[Cluster-devel] [GFS2 PATCH 2/2] GFS2: Split gfs2_rgrp_congested into inter-node and intra-node cases

Thu Jan 25 11:47:04 UTC 2018

Hi,

Some further thoughts...

Whenever we find a problem related to a lock, it is a good plan to 
understand where the problem actually lies. In other words whether the 
locking itself is slow, or whether it is some action that is being 
performed under the lock that is the issue. We have the ability to 
easily create histograms of DLM lock times, and almost as easily create 
histograms of the glock times (gfs2_glock_queue -> gfs2_promote). We can 
easily filter on glock type (rgrp) and the lock transistions that we 
care about (any -> EX) too. So it would be interesting to look at this 
in order to get more of an insight into what is really going on.

Taking the raw histogram and multiplying the count by the centre of each 
bucket gives us total time taken for each different lock latency.
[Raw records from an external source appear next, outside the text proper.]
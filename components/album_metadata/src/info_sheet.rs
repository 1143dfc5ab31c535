//! Plain-text info sheets as traded alongside live recordings.
//!
//! The header is either positional:
//!
//! ```text
//! Artist
//! Venue
//! City, Country
//! 2024-03-15
//! ```
//!
//! (or five lines with event and stage in place of the venue), or a set of
//! `LABEL value` lines. A set list of numbered lines follows, optionally
//! introduced by a `Set`, `Track` or `Disc` line and closed by `End`.

use cuesheet::find_label;
use dir_catalog::naming::find_iso_date;
use dir_catalog::{AlbumInfo, RecordingType};
use regex::Regex;
use std::sync::LazyLock;

/// Where the set list starts when no marker line says so
const DEFAULT_SET_LIST_LINE: usize = 6;

static SET_LIST_START: LazyLock<Regex> =
    LazyLock::new(|| Regex::new(r"^(Set|Track|Disc)").expect("valid regex"));

static SET_LIST_END: LazyLock<Regex> =
    LazyLock::new(|| Regex::new(r"^End\b").expect("valid regex"));

static TRACK_PREFIX: LazyLock<Regex> =
    LazyLock::new(|| Regex::new(r"^\s*\d{1,2}(?:\.\s*|\s+)").expect("valid regex"));

static COMMENT: LazyLock<Regex> =
    LazyLock::new(|| Regex::new(r"\([^)]*\)").expect("valid regex"));

static ARTIST_OVERRIDE: LazyLock<Regex> =
    LazyLock::new(|| Regex::new(r"\[([^\]]*)\]").expect("valid regex"));

/// One numbered line of a set list
#[derive(Debug, Clone, PartialEq, Eq)]
pub struct SetListEntry {
    pub title: String,
    /// Set by a `[Guest Artist]` note on the line
    pub artist: Option<String>,
}

fn non_empty(text: &str) -> Option<String> {
    let text = text.trim();
    (!text.is_empty()).then(|| text.to_string())
}

/// Album fields an info sheet states, without judging whether they suffice
pub fn parse_header(text: &str, recording_type: RecordingType) -> AlbumInfo {
    match recording_type {
        RecordingType::Live => positional_header(text).unwrap_or_else(|| labelled_header(text)),
        RecordingType::Commercial | RecordingType::Other => AlbumInfo {
            album_artist: find_label(text, "PERFORMER"),
            album: find_label(text, "TITLE"),
            ..AlbumInfo::default()
        },
    }
}

fn positional_header(text: &str) -> Option<AlbumInfo> {
    let lines: Vec<&str> = text.lines().map(str::trim).take(5).collect();

    if let Some(date) = lines.get(3).and_then(|line| find_iso_date(line)) {
        return Some(AlbumInfo {
            album_artist: non_empty(lines[0]),
            venue: non_empty(lines[1]),
            location: non_empty(lines[2]),
            concert_date: Some(date),
            ..AlbumInfo::default()
        });
    }

    let date = lines.get(4).and_then(|line| find_iso_date(line))?;
    Some(AlbumInfo {
        album_artist: non_empty(lines[0]),
        event: non_empty(lines[1]),
        stage: non_empty(lines[2]),
        location: non_empty(lines[3]),
        concert_date: Some(date),
        ..AlbumInfo::default()
    })
}

/// `PERFORMER`, `TITLE`, `EVENT`, `VENUE`, `STAGE`, `LOCATION` and `DATE`
/// labels anywhere in `text`
pub(crate) fn labelled_header(text: &str) -> AlbumInfo {
    AlbumInfo {
        album_artist: find_label(text, "PERFORMER"),
        album: find_label(text, "TITLE"),
        event: find_label(text, "EVENT"),
        venue: find_label(text, "VENUE"),
        stage: find_label(text, "STAGE"),
        location: find_label(text, "LOCATION"),
        concert_date: find_label(text, "DATE").and_then(|date| find_iso_date(&date)),
    }
}

/// The numbered lines of the set list, in order.
///
/// Parenthesized comments are dropped, a bracketed note names the track's
/// artist, and trailing footnote marks are trimmed. A line left with no
/// title becomes `Track NN` after its position.
pub fn parse_set_list(text: &str) -> Vec<SetListEntry> {
    let lines: Vec<&str> = text.lines().collect();

    let start = lines
        .iter()
        .position(|line| SET_LIST_START.is_match(line))
        .unwrap_or(DEFAULT_SET_LIST_LINE)
        .min(lines.len());
    let end = lines[start..]
        .iter()
        .position(|line| SET_LIST_END.is_match(line))
        .map_or(lines.len(), |offset| start + offset);

    let mut entries = Vec::new();
    for line in &lines[start..end] {
        let Some(prefix) = TRACK_PREFIX.find(line) else {
            continue;
        };
        entries.push(entry_from(&line[prefix.end()..], entries.len() + 1));
    }
    entries
}

fn entry_from(rest: &str, number: usize) -> SetListEntry {
    let rest = COMMENT.replace_all(rest, "");

    let artist = ARTIST_OVERRIDE
        .captures(&rest)
        .and_then(|caps| non_empty(&caps[1]));
    let rest = ARTIST_OVERRIDE.replace_all(&rest, "");

    let title = rest
        .trim_start_matches(|c: char| c.is_whitespace() || c == '-')
        .trim_end_matches(|c: char| !c.is_alphanumeric());

    let title = if title.is_empty() {
        format!("Track {:02}", number)
    } else {
        title.to_string()
    };

    SetListEntry { title, artist }
}

#[cfg(test)]
mod tests {
    use super::*;
    use rstest::rstest;

    const FOUR_LINE: &str = "The Band\nThe Fillmore\nSan Francisco, CA\n2024-03-15\n\nSource: AUD\n\
                             Set 1\n01. Opener\n02. Second Song\nEnd\n";

    #[test]
    fn four_line_header() {
        let info = parse_header(FOUR_LINE, RecordingType::Live);
        assert_eq!(info.album_artist.as_deref(), Some("The Band"));
        assert_eq!(info.venue.as_deref(), Some("The Fillmore"));
        assert_eq!(info.location.as_deref(), Some("San Francisco, CA"));
        assert_eq!(info.concert_date.as_deref(), Some("2024-03-15"));
        assert_eq!(info.album, None);
    }

    #[test]
    fn five_line_header() {
        let text = "The Band\nSummer Fest\nMain Stage\nRoskilde, DK\n2023-07-01\n";
        let info = parse_header(text, RecordingType::Live);
        assert_eq!(info.event.as_deref(), Some("Summer Fest"));
        assert_eq!(info.stage.as_deref(), Some("Main Stage"));
        assert_eq!(info.location.as_deref(), Some("Roskilde, DK"));
        assert_eq!(info.concert_date.as_deref(), Some("2023-07-01"));
        assert_eq!(info.venue, None);
    }

    #[test]
    fn labels_when_no_positional_date() {
        let text = "Some notes\nPERFORMER \"The Band\"\nVENUE Paradiso\nDATE 2022-11-05\n";
        let info = parse_header(text, RecordingType::Live);
        assert_eq!(info.album_artist.as_deref(), Some("The Band"));
        assert_eq!(info.venue.as_deref(), Some("Paradiso"));
        assert_eq!(info.concert_date.as_deref(), Some("2022-11-05"));
    }

    #[test]
    fn invalid_label_date_is_dropped() {
        let text = "PERFORMER X\nDATE 2022-02-30\n";
        assert_eq!(parse_header(text, RecordingType::Live).concert_date, None);
    }

    #[test]
    fn commercial_reads_only_performer_and_title() {
        let text = "PERFORMER Miles Davis\nTITLE Kind of Blue\nDATE 1959-08-17\n";
        let info = parse_header(text, RecordingType::Commercial);
        assert_eq!(info.album_artist.as_deref(), Some("Miles Davis"));
        assert_eq!(info.album.as_deref(), Some("Kind of Blue"));
        assert_eq!(info.concert_date, None);
    }

    #[test]
    fn set_list_between_marker_and_end() {
        let entries = parse_set_list(FOUR_LINE);
        let titles: Vec<_> = entries.iter().map(|e| e.title.as_str()).collect();
        assert_eq!(titles, ["Opener", "Second Song"]);
    }

    #[test]
    fn set_list_defaults_to_line_six() {
        let text = "a\nb\nc\n2024-01-01\n\n\n1 First\n2 Second\n3 Third";
        assert_eq!(parse_set_list(text).len(), 3);
    }

    #[test]
    fn numbered_lines_in_the_header_are_skipped_without_marker() {
        let text = "1 a\n2 b\n3 c\n4 d\n5 e\n6 f\n7 g\n";
        let titles: Vec<_> = parse_set_list(text).into_iter().map(|e| e.title).collect();
        assert_eq!(titles, ["g"]);
    }

    #[rstest]
    #[case("01. Tweezer (jam) *", "Tweezer", None)]
    #[case("2 Harry Hood [Trey Anastasio]", "Harry Hood", Some("Trey Anastasio"))]
    #[case("3. - Down With Disease ->", "Down With Disease", None)]
    #[case("04 (tuning)", "Track 01", None)]
    #[case("12.Walls of the Cave", "Walls of the Cave", None)]
    fn set_list_line(#[case] line: &str, #[case] title: &str, #[case] artist: Option<&str>) {
        let text = format!("Set 1\n{}\nEnd", line);
        let entries = parse_set_list(&text);
        assert_eq!(entries.len(), 1);
        assert_eq!(entries[0].title, title);
        assert_eq!(entries[0].artist.as_deref(), artist);
    }

    #[test]
    fn running_counter_names_untitled_tracks() {
        let text = "Set 1\n01 One\n02 (banter)\n03 Three\nEnd";
        let titles: Vec<_> = parse_set_list(text).into_iter().map(|e| e.title).collect();
        assert_eq!(titles, ["One", "Track 02", "Three"]);
    }

    #[rstest]
    #[case("100 Years")]
    #[case("12:30 intro")]
    #[case("Encore:")]
    fn non_track_lines_are_ignored(#[case] line: &str) {
        let text = format!("Set 1\n{}\nEnd", line);
        assert!(parse_set_list(&text).is_empty());
    }
}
Then 
it is easy to see which latencies are the ones causing the most delay.

It would also be interesting to know how long it takes to allocate and 
deallocate a block. What are the operations that take the most time? 
Unfortunately our block allocation tracepoint doesn't give us that info, 
but it is probably not that tricky to alter it, so that it does.

That would give us a much more detailed picture of what is going on I think,

Steve.